-- What you have to do --
Copy out, unchanged, every line from the start of the records to the line that contains "point is the", and stop there.

*** Opening Data under study ***

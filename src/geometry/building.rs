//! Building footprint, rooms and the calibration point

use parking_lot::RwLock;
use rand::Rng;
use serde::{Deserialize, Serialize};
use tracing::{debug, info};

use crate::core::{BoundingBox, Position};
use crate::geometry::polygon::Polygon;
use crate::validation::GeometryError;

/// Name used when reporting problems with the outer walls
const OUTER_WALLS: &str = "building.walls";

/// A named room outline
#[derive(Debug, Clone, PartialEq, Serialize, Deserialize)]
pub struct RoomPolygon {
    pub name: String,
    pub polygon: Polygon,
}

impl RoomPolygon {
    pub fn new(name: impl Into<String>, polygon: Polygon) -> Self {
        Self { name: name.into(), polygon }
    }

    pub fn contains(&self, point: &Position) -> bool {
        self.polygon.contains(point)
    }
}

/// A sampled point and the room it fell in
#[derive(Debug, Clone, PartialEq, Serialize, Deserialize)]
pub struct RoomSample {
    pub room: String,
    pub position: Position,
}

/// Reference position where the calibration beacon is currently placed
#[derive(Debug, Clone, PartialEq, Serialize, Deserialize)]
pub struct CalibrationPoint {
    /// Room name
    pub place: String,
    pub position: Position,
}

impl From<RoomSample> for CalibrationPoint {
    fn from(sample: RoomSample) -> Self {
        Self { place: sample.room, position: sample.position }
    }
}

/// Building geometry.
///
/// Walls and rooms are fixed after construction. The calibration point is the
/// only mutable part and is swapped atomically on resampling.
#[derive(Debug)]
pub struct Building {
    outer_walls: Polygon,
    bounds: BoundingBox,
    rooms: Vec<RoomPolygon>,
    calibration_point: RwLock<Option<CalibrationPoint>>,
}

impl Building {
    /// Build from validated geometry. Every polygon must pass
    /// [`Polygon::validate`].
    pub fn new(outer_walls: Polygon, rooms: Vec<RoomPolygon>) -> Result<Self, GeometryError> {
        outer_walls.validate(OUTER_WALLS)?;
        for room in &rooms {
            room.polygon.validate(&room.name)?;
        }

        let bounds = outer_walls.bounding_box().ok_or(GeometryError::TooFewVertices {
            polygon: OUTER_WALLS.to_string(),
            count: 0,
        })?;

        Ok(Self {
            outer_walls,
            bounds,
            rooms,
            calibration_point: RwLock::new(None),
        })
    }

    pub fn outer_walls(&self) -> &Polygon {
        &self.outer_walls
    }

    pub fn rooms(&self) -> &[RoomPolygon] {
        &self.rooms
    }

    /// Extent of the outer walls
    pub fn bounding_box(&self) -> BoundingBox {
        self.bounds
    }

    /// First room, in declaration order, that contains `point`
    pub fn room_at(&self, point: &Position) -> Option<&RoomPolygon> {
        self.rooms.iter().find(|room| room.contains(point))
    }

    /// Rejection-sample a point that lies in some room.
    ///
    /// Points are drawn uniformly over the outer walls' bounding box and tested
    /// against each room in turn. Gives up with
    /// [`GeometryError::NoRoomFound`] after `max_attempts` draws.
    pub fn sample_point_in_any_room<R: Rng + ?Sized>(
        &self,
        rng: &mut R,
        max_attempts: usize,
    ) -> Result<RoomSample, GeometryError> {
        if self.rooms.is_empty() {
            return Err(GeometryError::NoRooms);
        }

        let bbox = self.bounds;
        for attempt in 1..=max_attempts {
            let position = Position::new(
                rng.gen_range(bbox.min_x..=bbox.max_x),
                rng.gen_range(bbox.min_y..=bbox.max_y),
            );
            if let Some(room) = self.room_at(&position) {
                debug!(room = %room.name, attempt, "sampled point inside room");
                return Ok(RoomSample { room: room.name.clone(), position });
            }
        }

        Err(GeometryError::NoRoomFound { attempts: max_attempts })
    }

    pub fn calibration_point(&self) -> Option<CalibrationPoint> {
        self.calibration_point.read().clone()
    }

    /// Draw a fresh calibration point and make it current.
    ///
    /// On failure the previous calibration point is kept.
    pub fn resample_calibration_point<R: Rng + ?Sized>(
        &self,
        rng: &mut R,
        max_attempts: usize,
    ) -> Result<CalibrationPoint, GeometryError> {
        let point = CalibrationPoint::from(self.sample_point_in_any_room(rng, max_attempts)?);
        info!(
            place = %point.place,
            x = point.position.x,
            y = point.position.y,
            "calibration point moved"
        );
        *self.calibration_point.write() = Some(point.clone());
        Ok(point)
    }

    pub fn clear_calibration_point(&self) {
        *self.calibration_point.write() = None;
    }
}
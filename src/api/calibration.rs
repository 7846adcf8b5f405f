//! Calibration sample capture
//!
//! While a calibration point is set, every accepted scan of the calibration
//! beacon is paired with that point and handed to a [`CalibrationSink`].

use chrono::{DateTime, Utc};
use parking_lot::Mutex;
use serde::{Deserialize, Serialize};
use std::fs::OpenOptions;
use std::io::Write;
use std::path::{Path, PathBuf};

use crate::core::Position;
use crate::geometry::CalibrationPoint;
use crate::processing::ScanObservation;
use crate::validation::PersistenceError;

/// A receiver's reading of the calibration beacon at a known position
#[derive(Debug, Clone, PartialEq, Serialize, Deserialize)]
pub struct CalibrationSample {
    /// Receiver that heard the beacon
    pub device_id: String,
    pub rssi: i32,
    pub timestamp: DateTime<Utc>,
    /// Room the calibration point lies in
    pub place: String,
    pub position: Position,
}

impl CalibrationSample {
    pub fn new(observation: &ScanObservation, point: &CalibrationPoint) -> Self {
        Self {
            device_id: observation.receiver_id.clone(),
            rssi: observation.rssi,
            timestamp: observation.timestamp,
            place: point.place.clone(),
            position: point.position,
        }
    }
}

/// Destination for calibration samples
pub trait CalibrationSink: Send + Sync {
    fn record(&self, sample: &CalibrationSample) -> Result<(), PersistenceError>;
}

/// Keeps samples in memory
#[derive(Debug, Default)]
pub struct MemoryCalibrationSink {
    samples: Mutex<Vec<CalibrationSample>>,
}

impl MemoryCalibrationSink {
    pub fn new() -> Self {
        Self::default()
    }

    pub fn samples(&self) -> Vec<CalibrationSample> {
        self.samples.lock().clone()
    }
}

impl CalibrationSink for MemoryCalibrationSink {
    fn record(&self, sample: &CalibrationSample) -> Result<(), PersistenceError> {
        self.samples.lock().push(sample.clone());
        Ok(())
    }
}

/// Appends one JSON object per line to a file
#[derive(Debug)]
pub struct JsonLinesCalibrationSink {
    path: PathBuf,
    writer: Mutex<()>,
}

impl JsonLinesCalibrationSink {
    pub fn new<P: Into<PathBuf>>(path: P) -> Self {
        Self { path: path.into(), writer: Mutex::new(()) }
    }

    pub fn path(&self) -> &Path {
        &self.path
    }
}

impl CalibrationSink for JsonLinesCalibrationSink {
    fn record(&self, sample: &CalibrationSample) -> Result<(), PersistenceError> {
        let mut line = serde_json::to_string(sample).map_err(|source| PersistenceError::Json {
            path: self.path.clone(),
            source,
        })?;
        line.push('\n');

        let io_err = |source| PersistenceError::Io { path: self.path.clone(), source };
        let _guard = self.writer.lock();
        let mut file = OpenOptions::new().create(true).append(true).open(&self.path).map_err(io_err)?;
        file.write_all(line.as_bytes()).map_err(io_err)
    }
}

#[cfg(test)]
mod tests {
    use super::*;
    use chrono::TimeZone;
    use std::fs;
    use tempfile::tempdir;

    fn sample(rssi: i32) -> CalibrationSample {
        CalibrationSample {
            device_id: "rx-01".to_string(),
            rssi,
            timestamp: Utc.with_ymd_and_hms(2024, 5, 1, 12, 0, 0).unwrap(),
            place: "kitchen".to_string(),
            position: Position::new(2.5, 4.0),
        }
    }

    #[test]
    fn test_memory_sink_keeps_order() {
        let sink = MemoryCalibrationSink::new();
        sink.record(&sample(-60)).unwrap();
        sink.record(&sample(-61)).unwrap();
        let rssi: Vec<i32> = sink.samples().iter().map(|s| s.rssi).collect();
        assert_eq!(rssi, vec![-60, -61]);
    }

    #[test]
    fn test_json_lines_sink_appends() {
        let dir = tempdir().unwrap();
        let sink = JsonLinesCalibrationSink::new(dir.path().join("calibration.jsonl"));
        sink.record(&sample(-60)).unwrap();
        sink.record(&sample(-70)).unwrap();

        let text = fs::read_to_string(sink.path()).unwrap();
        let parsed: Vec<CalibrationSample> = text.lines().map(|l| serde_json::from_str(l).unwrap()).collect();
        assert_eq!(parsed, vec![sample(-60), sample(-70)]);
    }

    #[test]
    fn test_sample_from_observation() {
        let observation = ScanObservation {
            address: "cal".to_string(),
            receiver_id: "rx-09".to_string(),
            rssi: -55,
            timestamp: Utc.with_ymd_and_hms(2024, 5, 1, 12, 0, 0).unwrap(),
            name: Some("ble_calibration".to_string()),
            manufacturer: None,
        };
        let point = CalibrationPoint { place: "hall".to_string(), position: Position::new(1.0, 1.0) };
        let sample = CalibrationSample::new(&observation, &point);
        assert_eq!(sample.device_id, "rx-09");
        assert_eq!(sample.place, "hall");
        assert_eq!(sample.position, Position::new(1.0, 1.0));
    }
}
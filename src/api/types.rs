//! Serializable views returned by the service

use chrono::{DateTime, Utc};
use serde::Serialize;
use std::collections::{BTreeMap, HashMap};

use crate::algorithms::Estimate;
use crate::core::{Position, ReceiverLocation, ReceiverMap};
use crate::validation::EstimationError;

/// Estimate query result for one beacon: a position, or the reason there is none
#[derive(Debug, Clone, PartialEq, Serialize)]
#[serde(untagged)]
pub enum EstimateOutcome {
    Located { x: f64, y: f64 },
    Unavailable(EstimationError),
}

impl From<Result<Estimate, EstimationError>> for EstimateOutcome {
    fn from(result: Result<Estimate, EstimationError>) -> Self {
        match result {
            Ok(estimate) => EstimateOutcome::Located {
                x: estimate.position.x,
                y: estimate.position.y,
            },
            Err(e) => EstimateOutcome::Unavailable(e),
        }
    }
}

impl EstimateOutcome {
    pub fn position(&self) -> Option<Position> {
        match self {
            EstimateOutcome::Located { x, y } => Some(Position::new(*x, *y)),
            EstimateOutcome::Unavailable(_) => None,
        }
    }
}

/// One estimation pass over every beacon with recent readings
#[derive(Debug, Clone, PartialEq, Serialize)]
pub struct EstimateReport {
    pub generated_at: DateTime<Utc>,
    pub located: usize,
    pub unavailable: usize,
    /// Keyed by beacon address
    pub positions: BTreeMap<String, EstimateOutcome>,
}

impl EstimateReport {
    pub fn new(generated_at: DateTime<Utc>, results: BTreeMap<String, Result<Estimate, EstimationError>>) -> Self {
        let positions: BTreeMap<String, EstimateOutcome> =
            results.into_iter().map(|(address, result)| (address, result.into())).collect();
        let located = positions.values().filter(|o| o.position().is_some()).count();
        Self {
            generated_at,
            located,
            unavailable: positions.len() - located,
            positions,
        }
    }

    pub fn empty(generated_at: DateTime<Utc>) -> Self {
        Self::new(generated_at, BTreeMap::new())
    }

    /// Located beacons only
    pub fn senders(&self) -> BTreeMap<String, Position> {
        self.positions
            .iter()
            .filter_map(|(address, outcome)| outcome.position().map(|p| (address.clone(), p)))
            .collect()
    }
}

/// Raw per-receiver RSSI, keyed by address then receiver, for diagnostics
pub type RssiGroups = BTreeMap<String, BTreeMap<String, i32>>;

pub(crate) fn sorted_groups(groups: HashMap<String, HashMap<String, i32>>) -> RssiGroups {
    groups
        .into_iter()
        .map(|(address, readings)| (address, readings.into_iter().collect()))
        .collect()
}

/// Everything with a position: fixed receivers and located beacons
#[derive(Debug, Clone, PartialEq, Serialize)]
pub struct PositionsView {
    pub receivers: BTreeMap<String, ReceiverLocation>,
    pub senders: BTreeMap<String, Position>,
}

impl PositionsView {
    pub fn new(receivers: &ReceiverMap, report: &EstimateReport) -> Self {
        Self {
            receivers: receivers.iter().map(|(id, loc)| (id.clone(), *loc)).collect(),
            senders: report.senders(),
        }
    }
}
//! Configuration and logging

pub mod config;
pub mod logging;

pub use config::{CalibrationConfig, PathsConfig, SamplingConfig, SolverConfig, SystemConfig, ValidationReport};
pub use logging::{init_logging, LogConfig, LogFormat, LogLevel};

*** Closing Data under study ***

-- Result below --
filename src/geometry/building.rs
//! Building footprint, rooms and the calibration point

use parking_lot::RwLock;
use rand::Rng;
use serde::{Deserialize, Serialize};
use tracing::{debug, info};

use crate::core::{BoundingBox, Position};
use crate::geometry::polygon::Polygon;
use crate::validation::GeometryError;

/// Name used when reporting problems with the outer walls
const OUTER_WALLS: &str = "building.walls";

/// A named room outline
#[derive(Debug, Clone, PartialEq, Serialize, Deserialize)]
pub struct RoomPolygon {
    pub name: String,
    pub polygon: Polygon,
}

impl RoomPolygon {
    pub fn new(name: impl Into<String>, polygon: Polygon) -> Self {
        Self { name: name.into(), polygon }
    }

    pub fn contains(&self, point: &Position) -> bool {
        self.polygon.contains(point)
    }
}

/// A sampled point and the room it fell in
#[derive(Debug, Clone, PartialEq, Serialize, Deserialize)]
pub struct RoomSample {
    pub room: String,
    pub position: Position,
}

/// Reference position where the calibration beacon is currently placed
#[derive(Debug, Clone, PartialEq, Serialize, Deserialize)]
pub struct CalibrationPoint {
    /// Room name
    pub place: String,
    pub position: Position,
}

impl From<RoomSample> for CalibrationPoint {
    fn from(sample: RoomSample) -> Self {
        Self { place: sample.room, position: sample.position }
    }
}

/// Building geometry.
///
/// Walls and rooms are fixed after construction. The calibration point is the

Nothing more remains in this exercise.